(S)-mandelate dehydrogenase from Pseudomonas putida:: Mechanistic studies with alternate substrates and pH and kinetic isotope effects

(S)-Mandelate dehydrogenase from Pseudomonas putida, a member of the flavin mononucleotide-dependent alpha-hydroxy acid oxidase/dehydrogenase family, oxidizes (S)-mandelate to benzoylformate. The enzyme was purified with a carboxy-terminal histidine tag. Steady-state kinetic parameters indicate that it preferentially binds large substrates. A good correlation was obtained between the k(cat), the substrate kinetic isotope effect (KIE), and the pK(a) of the substrate alpha-proton. The k(cat) decreased and the KIE increased for substrates whose alpha-protons have pK(a)s higher than that of mandelate. These results support a mechanism involving a carbanion intermediate but are difficult to reconcile with one involving a direct hydride transfer. pH effects on steady-state parameters were determined with (S)-mandelate and a slow substrate, (R,S)-3-phenyllactate. The k(cat)/K-m pH profile shows that two groups with apparent pK(a)s of 5.5 and 8.9 in the free enzyme are important for activity.

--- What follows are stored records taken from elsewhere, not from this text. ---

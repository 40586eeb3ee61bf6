pub mod camera;
pub mod app;
pub mod entity;
pub mod scene;
pub mod simulation;

pub use camera::Camera2D;
pub use app::App;
pub use entity::{Aabb, Enemy, EnemyKind, Projectile};
pub use simulation::{GameEvent, World};
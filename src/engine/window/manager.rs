//! Window management implementation.

use std::sync::Arc;

use winit::dpi::LogicalSize;
use winit::window::Window;
use winit::event_loop::ActiveEventLoop;
use log::{error, info};

pub struct WindowManager {
    window: Option<Arc<Window>>,
}

impl WindowManager {
    pub fn new() -> Self {
        Self {
            window: None,
        }
    }

    pub fn create_window(
        &mut self,
        event_loop: &ActiveEventLoop,
        title: &str,
        width: u32,
        height: u32,
    ) -> Result<Arc<Window>, winit::error::OsError> {
        let attributes = Window::default_attributes()
            .with_title(title)
            .with_inner_size(LogicalSize::new(width, height));
        let window = event_loop.create_window(attributes)
            .map_err(|e| {
                error!("Failed to create window: {:?}", e);
                e
            })?;

        let window = Arc::new(window);
        let size = window.inner_size();
        info!("Created window '{}' ({}x{})", title, size.width, size.height);
        self.window = Some(window.clone());
        Ok(window)
    }

    pub fn request_redraw(&self) {
        if let Some(window) = &self.window {
            window.request_redraw();
        }
    }
}

impl Default for WindowManager {
    fn default() -> Self {
        Self::new()
    }
}
//! Sprite and sound assets named by the configuration.

use crate::engine::audio::{SoundBank, SoundCue};
use crate::engine::graphics::atlas::{SpriteAtlas, TileSource, UvRect};
use crate::game::config::AssetConfig;
use crate::game::world::simulation::GameEvent;

#[derive(Debug, Clone, Copy, PartialEq, Eq)]
pub enum Sprite {
    Player,
    Ufo,
    Snake,
    Shot,
}

impl Sprite {
    pub const ALL: [Sprite; 4] = [Sprite::Player, Sprite::Ufo, Sprite::Snake, Sprite::Shot];

    /// Atlas tile index; tile 0 is the white tile.
    fn tile(self) -> usize {
        match self {
            Sprite::Player => 1,
            Sprite::Ufo => 2,
            Sprite::Snake => 3,
            Sprite::Shot => 4,
        }
    }

    /// Solid colour drawn when the image file is missing.
    fn fallback(self) -> [u8; 4] {
        match self {
            Sprite::Player => [240, 200, 60, 255],
            Sprite::Ufo => [170, 170, 200, 255],
            Sprite::Snake => [80, 200, 90, 255],
            Sprite::Shot => [255, 255, 255, 255],
        }
    }

    fn file(self, assets: &AssetConfig) -> &str {
        match self {
            Sprite::Player => &assets.player_image,
            Sprite::Ufo => &assets.ufo_image,
            Sprite::Snake => &assets.snake_image,
            Sprite::Shot => &assets.shot_image,
        }
    }
}

/// Atlas with the game's sprites, plus lookups by `Sprite`.
pub struct SpriteSheet {
    pub atlas: SpriteAtlas,
}

impl SpriteSheet {
    pub fn load(assets: &AssetConfig) -> Self {
        let sources: Vec<TileSource> = Sprite::ALL
            .iter()
            .map(|sprite| TileSource::new(assets.path(sprite.file(assets)), sprite.fallback()))
            .collect();
        Self {
            atlas: SpriteAtlas::build(&sources),
        }
    }

    pub fn uv(&self, sprite: Sprite) -> UvRect {
        self.atlas.region(sprite.tile())
    }

    pub fn white(&self) -> UvRect {
        self.atlas.white()
    }
}

pub fn load_sound_bank(assets: &AssetConfig) -> SoundBank {
    let shot = assets.path(&assets.shot_sound);
    let hit = assets.path(&assets.hit_sound);
    SoundBank::load(&[(SoundCue::Shot, shot.as_path()), (SoundCue::Hit, hit.as_path())])
}

/// Sound played for a simulation event, if any.
pub fn sound_for(event: &GameEvent) -> Option<SoundCue> {
    match event {
        GameEvent::ShotFired => Some(SoundCue::Shot),
        GameEvent::EnemyDestroyed { .. } | GameEvent::PlayerHit { .. } => Some(SoundCue::Hit),
        GameEvent::EnemyEscaped { .. } | GameEvent::GameOver { .. } => None,
    }
}
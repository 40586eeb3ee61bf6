//! Library entry point for the Ebisan shooter.

pub mod engine;
pub mod error;
pub mod game;

// Re-export main types for convenience
pub use game::{App, GameConfig};
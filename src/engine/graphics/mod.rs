pub mod atlas;
pub mod font;
pub mod renderer;
pub mod texture;
pub mod vertex;

pub use atlas::{SpriteAtlas, TileSource, UvRect};
pub use renderer::Renderer;
pub use texture::Texture;
pub use vertex::{SpriteInstance, Vertex};
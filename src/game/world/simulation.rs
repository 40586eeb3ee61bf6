//! Per-tick simulation of a single round.

use glam::Vec2;
use log::debug;
use rand::rngs::StdRng;
use rand::Rng;

use crate::engine::input::FrameInput;
use crate::game::config::{EnemyConfig, GameConfig, ScreenConfig, ShotConfig};
use crate::game::player::Player;
use crate::game::world::entity::{Enemy, EnemyKind, Projectile};

/// Things that happened during a tick, in the order they happened.
#[derive(Debug, Clone, Copy, PartialEq, Eq)]
pub enum GameEvent {
    ShotFired,
    EnemyDestroyed { kind: EnemyKind, points: u32 },
    EnemyEscaped { kind: EnemyKind },
    PlayerHit { kind: EnemyKind },
    GameOver { score: u32 },
}

pub struct World {
    screen: ScreenConfig,
    shot: ShotConfig,
    ufo: EnemyConfig,
    snake: EnemyConfig,
    player: Player,
    projectiles: Vec<Projectile>,
    enemies: Vec<Enemy>,
    score: u32,
    lives: u32,
    over: bool,
    ticks: u64,
    rng: StdRng,
}

impl World {
    pub fn new(config: &GameConfig, rng: StdRng) -> Self {
        Self {
            screen: config.screen,
            shot: config.shot,
            ufo: config.ufo,
            snake: config.snake,
            player: Player::new(&config.player, &config.screen),
            projectiles: Vec::new(),
            enemies: Vec::new(),
            score: 0,
            lives: config.rules.lives,
            over: false,
            ticks: 0,
            rng,
        }
    }

    pub fn player(&self) -> &Player {
        &self.player
    }

    pub fn projectiles(&self) -> &[Projectile] {
        &self.projectiles
    }

    pub fn enemies(&self) -> &[Enemy] {
        &self.enemies
    }

    pub fn score(&self) -> u32 {
        self.score
    }

    pub fn lives(&self) -> u32 {
        self.lives
    }

    pub fn is_over(&self) -> bool {
        self.over
    }

    pub fn ticks(&self) -> u64 {
        self.ticks
    }

    pub fn screen(&self) -> ScreenConfig {
        self.screen
    }

    fn enemy_config(&self, kind: EnemyKind) -> &EnemyConfig {
        match kind {
            EnemyKind::Ufo => &self.ufo,
            EnemyKind::Snake => &self.snake,
        }
    }

    /// Places an enemy at `position`, moving right for a positive `direction`.
    pub fn spawn_enemy(&mut self, kind: EnemyKind, position: Vec2, direction: f32) {
        let enemy = Enemy::new(kind, self.enemy_config(kind), position, direction);
        self.enemies.push(enemy);
    }

    fn roll_spawns(&mut self) {
        for kind in EnemyKind::ALL {
            let config = *self.enemy_config(kind);
            if !self.rng.gen_bool(config.spawn_chance) {
                continue;
            }
            let max_x = (self.screen.width - config.width).max(0.0);
            let x = self.rng.gen_range(0.0..=max_x);
            let direction = if self.rng.gen_bool(0.5) { 1.0 } else { -1.0 };
            // Enter from just above the top edge.
            self.spawn_enemy(kind, Vec2::new(x, -config.height), direction);
            debug!("Spawned {:?} at x={:.1}", kind, x);
        }
    }

    /// Advances the round by one tick.
    pub fn step(&mut self, input: &FrameInput) -> Vec<GameEvent> {
        let mut events = Vec::new();
        if self.over {
            return events;
        }
        self.ticks += 1;

        self.player.step(input.horizontal(), self.screen.width);

        if input.fire {
            self.projectiles.push(self.player.fire(&self.shot));
            events.push(GameEvent::ShotFired);
        }

        for projectile in &mut self.projectiles {
            projectile.advance(self.shot.speed);
        }

        self.roll_spawns();

        for enemy in &mut self.enemies {
            enemy.advance(self.screen.width);
        }

        let mut spent = vec![false; self.projectiles.len()];
        let mut destroyed = vec![false; self.enemies.len()];
        for (p, projectile) in self.projectiles.iter().enumerate() {
            let target = self
                .enemies
                .iter()
                .enumerate()
                .find(|(e, enemy)| !destroyed[*e] && projectile.bounds.overlaps(&enemy.bounds));
            if let Some((e, enemy)) = target {
                spent[p] = true;
                destroyed[e] = true;
                self.score += enemy.points;
                events.push(GameEvent::EnemyDestroyed {
                    kind: enemy.kind,
                    points: enemy.points,
                });
            }
        }

        let mut escaped = vec![false; self.enemies.len()];
        for (e, enemy) in self.enemies.iter().enumerate() {
            if destroyed[e] {
                continue;
            }
            if enemy.bounds.overlaps(&self.player.bounds) {
                self.lives = 0;
                events.push(GameEvent::PlayerHit { kind: enemy.kind });
                break;
            }
        }
        for (e, enemy) in self.enemies.iter().enumerate() {
            if destroyed[e] || self.lives == 0 {
                continue;
            }
            if enemy.has_escaped(self.screen.height) {
                escaped[e] = true;
                self.lives -= 1;
                events.push(GameEvent::EnemyEscaped { kind: enemy.kind });
            }
        }

        let mut spent = spent.into_iter();
        self.projectiles
            .retain(|projectile| !spent.next().unwrap_or(false) && !projectile.is_off_screen());
        let mut gone = destroyed.into_iter().zip(escaped);
        self.enemies.retain(|_| {
            let (destroyed, escaped) = gone.next().unwrap_or((false, false));
            !destroyed && !escaped
        });

        if self.lives == 0 {
            self.over = true;
            events.push(GameEvent::GameOver { score: self.score });
        }
        events
    }
}

#[cfg(test)]
mod tests {
    use super::*;
    use rand::SeedableRng;

    fn quiet_config() -> GameConfig {
        let mut config = GameConfig::default();
        config.ufo.spawn_chance = 0.0;
        config.snake.spawn_chance = 0.0;
        config
    }

    fn world(config: &GameConfig) -> World {
        World::new(config, StdRng::seed_from_u64(7))
    }

    fn idle() -> FrameInput {
        FrameInput::default()
    }

    fn fire() -> FrameInput {
        FrameInput {
            fire: true,
            ..FrameInput::default()
        }
    }

    #[test]
    fn fire_spawns_one_projectile() {
        let mut world = world(&quiet_config());
        let events = world.step(&fire());
        assert_eq!(events, vec![GameEvent::ShotFired]);
        assert_eq!(world.projectiles().len(), 1);
        world.step(&idle());
        assert_eq!(world.projectiles().len(), 1);
    }

    #[test]
    fn projectiles_are_pruned_above_screen() {
        let mut world = world(&quiet_config());
        world.step(&fire());
        // The shot's bottom edge starts at y=424 and climbs 2 px per tick.
        for _ in 0..230 {
            world.step(&idle());
        }
        assert!(world.projectiles().is_empty());
    }

    #[test]
    fn player_moves_with_input() {
        let mut world = world(&quiet_config());
        let start = world.player().bounds.left();
        world.step(&FrameInput {
            right: true,
            ..FrameInput::default()
        });
        assert_eq!(world.player().bounds.left(), start + 4.0);
    }

    #[test]
    fn hitting_an_enemy_scores_and_removes_both() {
        let mut world = world(&quiet_config());
        let muzzle = world.player().muzzle();
        world.spawn_enemy(EnemyKind::Snake, Vec2::new(muzzle.x - 16.0, 350.0), 1.0);
        world.step(&fire());

        let mut destroyed = Vec::new();
        for _ in 0..40 {
            destroyed.extend(
                world
                    .step(&idle())
                    .into_iter()
                    .filter(|e| matches!(e, GameEvent::EnemyDestroyed { .. })),
            );
        }
        assert_eq!(
            destroyed,
            vec![GameEvent::EnemyDestroyed {
                kind: EnemyKind::Snake,
                points: 20
            }]
        );
        assert_eq!(world.score(), 20);
        assert!(world.enemies().is_empty());
        assert!(world.projectiles().is_empty());
    }

    #[test]
    fn one_projectile_destroys_one_enemy() {
        let mut config = quiet_config();
        config.snake.velocity_y = 0.0;
        let mut world = world(&config);
        let muzzle = world.player().muzzle();
        world.spawn_enemy(EnemyKind::Snake, Vec2::new(muzzle.x - 16.0, 380.0), 1.0);
        world.spawn_enemy(EnemyKind::Snake, Vec2::new(muzzle.x - 16.0, 381.0), 1.0);

        let mut hits = 0;
        world.step(&fire());
        for _ in 0..30 {
            hits += world
                .step(&idle())
                .iter()
                .filter(|e| matches!(e, GameEvent::EnemyDestroyed { .. }))
                .count();
        }
        assert_eq!(hits, 1);
        assert_eq!(world.enemies().len(), 1);
        assert_eq!(world.score(), 20);
    }

    #[test]
    fn enemy_is_destroyed_once_by_overlapping_shots() {
        let mut world = world(&quiet_config());
        world.step(&fire());
        world.step(&fire());
        assert_eq!(world.projectiles().len(), 2);

        // Both shots overlap the snake once it falls to y=390 next tick.
        let muzzle = world.player().muzzle();
        world.spawn_enemy(EnemyKind::Snake, Vec2::new(muzzle.x - 16.0, 388.0), 1.0);
        let events = world.step(&idle());
        assert_eq!(
            events,
            vec![GameEvent::EnemyDestroyed {
                kind: EnemyKind::Snake,
                points: 20
            }]
        );
        assert_eq!(world.score(), 20);
        assert!(world.enemies().is_empty());
        assert_eq!(world.projectiles().len(), 1);
    }

    #[test]
    fn simultaneous_escapes_end_round_once() {
        let mut config = quiet_config();
        config.rules.lives = 1;
        let mut world = world(&config);
        world.spawn_enemy(EnemyKind::Snake, Vec2::new(0.0, 479.0), 1.0);
        world.spawn_enemy(EnemyKind::Snake, Vec2::new(100.0, 479.0), 1.0);

        let events = world.step(&idle());
        assert_eq!(world.lives(), 0);
        assert!(world.is_over());
        let game_overs = events
            .iter()
            .filter(|e| matches!(e, GameEvent::GameOver { .. }))
            .count();
        assert_eq!(game_overs, 1);
        assert_eq!(events.last(), Some(&GameEvent::GameOver { score: 0 }));
        assert!(world.step(&idle()).is_empty());
        assert_eq!(world.lives(), 0);
    }

    #[test]
    fn escaped_enemy_costs_a_life() {
        let mut world = world(&quiet_config());
        world.spawn_enemy(EnemyKind::Snake, Vec2::new(0.0, 479.0), 1.0);
        let events = world.step(&idle());
        assert_eq!(
            events,
            vec![GameEvent::EnemyEscaped {
                kind: EnemyKind::Snake
            }]
        );
        assert_eq!(world.lives(), 2);
        assert!(world.enemies().is_empty());
        assert!(!world.is_over());
    }

    #[test]
    fn losing_last_life_ends_round() {
        let mut config = quiet_config();
        config.rules.lives = 1;
        let mut world = world(&config);
        world.spawn_enemy(EnemyKind::Snake, Vec2::new(0.0, 479.0), 1.0);
        let events = world.step(&idle());
        assert_eq!(events.last(), Some(&GameEvent::GameOver { score: 0 }));
        assert!(world.is_over());
        assert!(world.step(&fire()).is_empty());
        assert!(world.projectiles().is_empty());
    }

    #[test]
    fn touching_the_player_ends_round() {
        let mut world = world(&quiet_config());
        let player = world.player().bounds;
        world.spawn_enemy(EnemyKind::Ufo, Vec2::new(player.left(), player.top() - 32.0), 1.0);
        let events = world.step(&idle());
        assert_eq!(
            events,
            vec![
                GameEvent::PlayerHit {
                    kind: EnemyKind::Ufo
                },
                GameEvent::GameOver { score: 0 },
            ]
        );
        assert_eq!(world.lives(), 0);
    }

    #[test]
    fn certain_spawns_stay_on_screen() {
        let mut config = GameConfig::default();
        config.ufo.spawn_chance = 1.0;
        config.snake.spawn_chance = 1.0;
        let mut world = world(&config);
        world.step(&idle());
        assert_eq!(world.enemies().len(), 2);
        for _ in 0..20 {
            world.step(&idle());
        }
        for enemy in world.enemies() {
            assert!(enemy.bounds.left() >= 0.0);
            assert!(enemy.bounds.right() <= 640.0);
        }
        let kinds: Vec<_> = world.enemies().iter().take(2).map(|e| e.kind).collect();
        assert_eq!(kinds, vec![EnemyKind::Ufo, EnemyKind::Snake]);
    }

    #[test]
    fn zero_chance_never_spawns() {
        let mut world = world(&quiet_config());
        for _ in 0..500 {
            world.step(&idle());
        }
        assert!(world.enemies().is_empty());
        assert_eq!(world.ticks(), 500);
    }

    #[test]
    fn same_seed_same_round() {
        let config = GameConfig::default();
        let mut a = World::new(&config, StdRng::seed_from_u64(99));
        let mut b = World::new(&config, StdRng::seed_from_u64(99));
        for _ in 0..300 {
            assert_eq!(a.step(&idle()), b.step(&idle()));
        }
        assert_eq!(a.enemies(), b.enemies());
    }
}
use eframe::egui::Color32;
use palette::{Hsl, IntoColor, Srgb};

// ---------------------------------------------------------------------------
// Attribution colours
// ---------------------------------------------------------------------------

/// Hue for scores pushing the prediction up.
const POSITIVE_HUE: f32 = 341.0;
/// Hue for scores pushing the prediction down.
const NEGATIVE_HUE: f32 = 207.0;

/// Colour for one attribution score.
///
/// Sign picks the hue; `|score| / max_abs` darkens it, so the strongest push
/// on either side gets the most saturated shade.
pub fn attribution_color(score: f64, max_abs: f64) -> Color32 {
    let hue = if score >= 0.0 {
        POSITIVE_HUE
    } else {
        NEGATIVE_HUE
    };
    let strength = if max_abs > 0.0 {
        (score.abs() / max_abs).clamp(0.0, 1.0) as f32
    } else {
        1.0
    };
    hsl_to_color32(hue, 1.0, 0.72 - 0.22 * strength)
}

/// Colour of the base value / output markers.
pub fn marker_color() -> Color32 {
    hsl_to_color32(0.0, 0.0, 0.35)
}

fn hsl_to_color32(hue: f32, saturation: f32, lightness: f32) -> Color32 {
    let hsl = Hsl::new(hue, saturation, lightness);
    let rgb: Srgb = hsl.into_color();
    Color32::from_rgb(
        (rgb.red * 255.0).round() as u8,
        (rgb.green * 255.0).round() as u8,
        (rgb.blue * 255.0).round() as u8,
    )
}

#[cfg(test)]
mod tests {
    use super::*;

    #[test]
    fn sign_selects_hue() {
        let up = attribution_color(0.1, 0.2);
        let down = attribution_color(-0.1, 0.2);
        assert!(up.r() > up.b(), "positive should be red: {up:?}");
        assert!(down.b() > down.r(), "negative should be blue: {down:?}");
    }

    #[test]
    fn stronger_scores_are_darker() {
        let weak = attribution_color(0.05, 0.2);
        let strong = attribution_color(0.2, 0.2);
        let sum = |c: Color32| c.r() as u32 + c.g() as u32 + c.b() as u32;
        assert!(sum(strong) < sum(weak));
    }

    #[test]
    fn zero_range_does_not_divide_by_zero() {
        assert_eq!(attribution_color(0.0, 0.0), attribution_color(1.0, 1.0));
    }
}
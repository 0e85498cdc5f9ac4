use eframe::egui::{self, Color32, RichText, Ui};

use crate::data::model::Feature;
use crate::export;
use crate::state::{AppState, Interaction};

// ---------------------------------------------------------------------------
// Left side panel – input sliders
// ---------------------------------------------------------------------------

/// Render the sidebar: one slider per reading and the trigger button.
pub fn side_panel(ui: &mut Ui, state: &mut AppState) {
    ui.heading("User Menu");
    ui.separator();

    for feature in Feature::ALL {
        let mut value = state.observation.get(feature);
        ui.label(feature.label());
        let slider = egui::Slider::new(&mut value, feature.range())
            .step_by(0.01)
            .max_decimals(2);
        if ui.add(slider).changed() {
            state.apply(Interaction::SetFeature(feature, value));
        }
        ui.add_space(6.0);
    }

    ui.separator();
    if ui.button("Get predictions").clicked() {
        state.apply(Interaction::Submit);
    }
}

// ---------------------------------------------------------------------------
// Top bar
// ---------------------------------------------------------------------------

/// Render the top menu / toolbar.
pub fn top_bar(ui: &mut Ui, state: &mut AppState) {
    egui::menu::bar(ui, |ui: &mut Ui| {
        ui.menu_button("File", |ui: &mut Ui| {
            let has_plot = state.report().is_some_and(|r| r.plot.is_ok());
            if ui
                .add_enabled(has_plot, egui::Button::new("Save plot…"))
                .clicked()
            {
                save_plot_dialog(state);
                ui.close_menu();
            }
            if ui.button("Quit").clicked() {
                ui.ctx().send_viewport_cmd(egui::ViewportCommand::Close);
            }
        });

        ui.separator();
        ui.strong("CCPP Power Output Predictor");

        if let Some(msg) = &state.status_message {
            ui.separator();
            ui.label(RichText::new(msg).color(Color32::RED));
        }
    });
}

// ---------------------------------------------------------------------------
// File dialog
// ---------------------------------------------------------------------------

pub fn save_plot_dialog(state: &mut AppState) {
    let Some(Ok(plot)) = state.report().map(|r| &r.plot) else {
        return;
    };

    match export::save_plot_dialog(plot) {
        Ok(Some(_)) => state.status_message = None,
        Ok(None) => {}
        Err(e) => {
            log::error!("Failed to save plot: {e:#}");
            state.status_message = Some(format!("Error: {e:#}"));
        }
    }
}
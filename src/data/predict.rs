use super::model::{Feature, Observation};

// ---------------------------------------------------------------------------
// ResultBundle – prediction plus per-feature attributions
// ---------------------------------------------------------------------------

/// Output of one prediction run.
///
/// `attributions[i]` belongs to `features[i]`; the force plot checks that
/// both have the same length.
#[derive(Debug, Clone, PartialEq)]
pub struct ResultBundle {
    /// Predicted net electrical output, MW.
    pub prediction: f64,
    /// Expected model output the attributions are measured against.
    pub base_value: f64,
    /// Features the model consumed, in model column order.
    pub features: Vec<Feature>,
    /// Signed contribution of each feature.
    pub attributions: Vec<f64>,
}

impl ResultBundle {
    /// `(feature, attribution)` pairs in column order.
    pub fn pairs(&self) -> impl Iterator<Item = (Feature, f64)> + '_ {
        self.features
            .iter()
            .copied()
            .zip(self.attributions.iter().copied())
    }
}

// ---------------------------------------------------------------------------
// Predictor
// ---------------------------------------------------------------------------

/// Anything that turns an observation into a prediction with attributions.
pub trait Predictor {
    fn predict(&self, observation: &Observation) -> ResultBundle;
}

/// Fixed-output predictor used until a trained model is wired in.
#[derive(Debug, Clone, Copy, Default)]
pub struct StubPredictor;

impl StubPredictor {
    pub const PREDICTION: f64 = 123.45;
    pub const BASE_VALUE: f64 = 0.5;
    pub const ATTRIBUTIONS: [f64; 4] = [0.1, -0.2, 0.05, 0.1];
}

impl Predictor for StubPredictor {
    fn predict(&self, _observation: &Observation) -> ResultBundle {
        ResultBundle {
            prediction: Self::PREDICTION,
            base_value: Self::BASE_VALUE,
            features: Feature::ALL.to_vec(),
            attributions: Self::ATTRIBUTIONS.to_vec(),
        }
    }
}
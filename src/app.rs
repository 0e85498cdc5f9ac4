use eframe::egui;

use crate::state::AppState;
use crate::ui::{panels, results};

// ---------------------------------------------------------------------------
// eframe App implementation
// ---------------------------------------------------------------------------

#[derive(Default)]
pub struct PredictorApp {
    pub state: AppState,
}

impl eframe::App for PredictorApp {
    fn update(&mut self, ctx: &egui::Context, _frame: &mut eframe::Frame) {
        // ---- Top panel: menu bar ----
        egui::TopBottomPanel::top("top_bar").show(ctx, |ui| {
            panels::top_bar(ui, &mut self.state);
        });

        // ---- Left side panel: readings ----
        egui::SidePanel::left("input_panel")
            .default_width(260.0)
            .resizable(true)
            .show(ctx, |ui| {
                panels::side_panel(ui, &mut self.state);
            });

        // ---- Central panel: results ----
        egui::CentralPanel::default().show(ctx, |ui| {
            results::results_panel(ui, &mut self.state);
        });
    }
}
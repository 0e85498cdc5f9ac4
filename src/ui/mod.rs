pub mod panels;
pub mod plot;
pub mod results;
mod app;
mod color;
mod data;
mod export;
mod state;
mod ui;

use app::PredictorApp;
use eframe::egui;

fn main() -> eframe::Result {
    env_logger::init();

    let options = eframe::NativeOptions {
        viewport: egui::ViewportBuilder::default()
            .with_inner_size([1100.0, 720.0])
            .with_min_inner_size([640.0, 420.0]),
        ..Default::default()
    };

    eframe::run_native(
        "CCPP Power Output Predictor",
        options,
        Box::new(|_cc| Ok(Box::new(PredictorApp::default()))),
    )
}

These pK(a)s are shifted to 5.1 and 9.6 on binding (S)-mandelate, as shown in the k(cat) pH profile. The pH dependence of the KIEs suggests that the residues with these pK(a)s are involved in the alpha-carbon-hydrogen bond-breaking step, pH dependencies of the inhibition constants for competitive inhibitors identified these residues as histidine 274 and arginine 277. We propose that histidine 274 is the base that abstracts the substrate alpha-proton and arginine 277 is important for substrate binding as well as stabilization of the carbanion/enolate intermediate.